Lessons Learned at Nautilus (Part 2)
In my two and a half years at Nautilus I learned a tremendous amount about IoT, Hardware, Software, Data Science, and myself in general. Last month I covered the importance of supporting Over-The-Air (OTA) updates for hardware from the start. Today I’ll be covering how critical data scientist input can be when starting a project.
When I was hired at Nautilus, all of our application analytics were handled by the Adobe Analytics SDK. The SDK uploaded analytic actions (things a user did) and states (things a user experienced) to S3, where a nightly job transferred the accumulated data into Azure Databricks. Our product owners could then run queries on the dataset using Microsoft Power BI to answer questions the business might have about our customers in general.
The problem with this setup was that we didn’t have a dedicated data scientist to validate the coherence or completeness of the data. The mobile development team did it’s best to capture every action or state that they thought might be relevant. Unfortunately we just couldn’t anticipate all the questions the business might have, or the edge cases around the data.
It wasn’t until we acquired a team of dedicated data scientists that the unknown unknowns were revealed. We realized that we didn’t have the data to answer questions like “who’s the favorite virtual trainer for bicyclists?” Such a question had clear business importance because it would allow us to provide our users with more content from that coach and less from other trainers. We simply had not anticipated it as a question when creating our analytics collection points.
Answers to other questions had to be painstakingly reconstructed by the data scientist team. In one example, the average length of a treadmill workout had to extrapolated using the timestamps of the workout start analytics action and the workout saved analytics state as associated by the session id. This required a lot of work in Microsoft Power BI that might have been avoided if the mobile team had simply sent the workout duration of each workout by exercise equipment model as its own analytics action.
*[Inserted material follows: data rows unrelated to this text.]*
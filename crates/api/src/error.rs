use axum::http::StatusCode;
use axum::response::{IntoResponse, Response};
use ragbridge_core::error::CoreError;
use ragbridge_upstream::UpstreamApiError;
use serde_json::json;

/// Application-level error type for HTTP handlers.
///
/// Wraps [`CoreError`] for domain errors and adds HTTP-specific variants.
/// Implements [`IntoResponse`] to produce consistent JSON error responses.
#[derive(Debug, thiserror::Error)]
pub enum AppError {
    /// A domain-level error from `ragbridge_core`.
    #[error(transparent)]
    Core(#[from] CoreError),

    /// A bad request with a human-readable message.
    #[error("Bad request: {0}")]
    BadRequest(String),

    /// The job runner answered with a non-success status.
    #[error("Upstream error ({status}): {body}")]
    Upstream { status: u16, body: String },

    /// An internal error with a human-readable message (logged, never
    /// returned to the caller).
    #[error("Internal error: {0}")]
    InternalError(String),
}

/// Convenience type alias for handler return values.
pub type AppResult<T> = Result<T, AppError>;

impl From<UpstreamApiError> for AppError {
    fn from(err: UpstreamApiError) -> Self {
        match err {
            UpstreamApiError::ApiError { status, body } => AppError::Upstream { status, body },
            UpstreamApiError::Request(e) => AppError::InternalError(format!("Upstream request failed: {e}")),
        }
    }
}

impl IntoResponse for AppError {
    fn into_response(self) -> Response {
        let (status, code, message) = match &self {
            // --- CoreError variants ---
            AppError::Core(core) => match core {
                CoreError::Validation(msg) => {
                    (StatusCode::BAD_REQUEST, "VALIDATION_ERROR", msg.clone())
                }
                CoreError::Internal(msg) => {
                    tracing::error!(error = %msg, "Internal core error");
                    internal()
                }
            },

            // --- HTTP-specific errors ---
            AppError::BadRequest(msg) => (StatusCode::BAD_REQUEST, "BAD_REQUEST", msg.clone()),
            AppError::Upstream { status, body } => {
                tracing::warn!(status, body = %body, "Upstream returned an error");
                (
                    upstream_status(*status),
                    "UPSTREAM_ERROR",
                    format!("Upstream error ({status}): {body}"),
                )
            }
            AppError::InternalError(msg) => {
                tracing::error!(error = %msg, "Internal error");
                internal()
            }
        };

        let body = json!({
            "error": message,
            "code": code,
        });

        (status, axum::Json(body)).into_response()
    }
}

fn internal() -> (StatusCode, &'static str, String) {
    (
        StatusCode::INTERNAL_SERVER_ERROR,
        "INTERNAL_ERROR",
        "An internal error occurred".to_string(),
    )
}

/// Map the job runner's status onto ours. Anything that is not an error
/// status on the wire (or not a valid code) becomes 502.
fn upstream_status(status: u16) -> StatusCode {
    StatusCode::from_u16(status)
        .ok()
        .filter(|s| s.is_client_error() || s.is_server_error())
        .unwrap_or(StatusCode::BAD_GATEWAY)
}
You might recall that I mentioned user edge cases, which brings me to my final point, data validation. Our product owners were brilliant at their job: to represent the voice of the customer in the development of the JRNY app. However, because they weren’t data scientists they missed some analytics edge cases that seem glaring in hindsight. For example, the mobile team made sure to always send the user’s machine model whenever a new analytics state or action was captured but we missed the edge case where users weren’t connected to a machine. This caused the machine model to be empty. Because there wasn’t a data scientist validating the quality of the data, these edge case failures went unnoticed for over two years. That meant two years of potential insights into our users’ behavior was lost.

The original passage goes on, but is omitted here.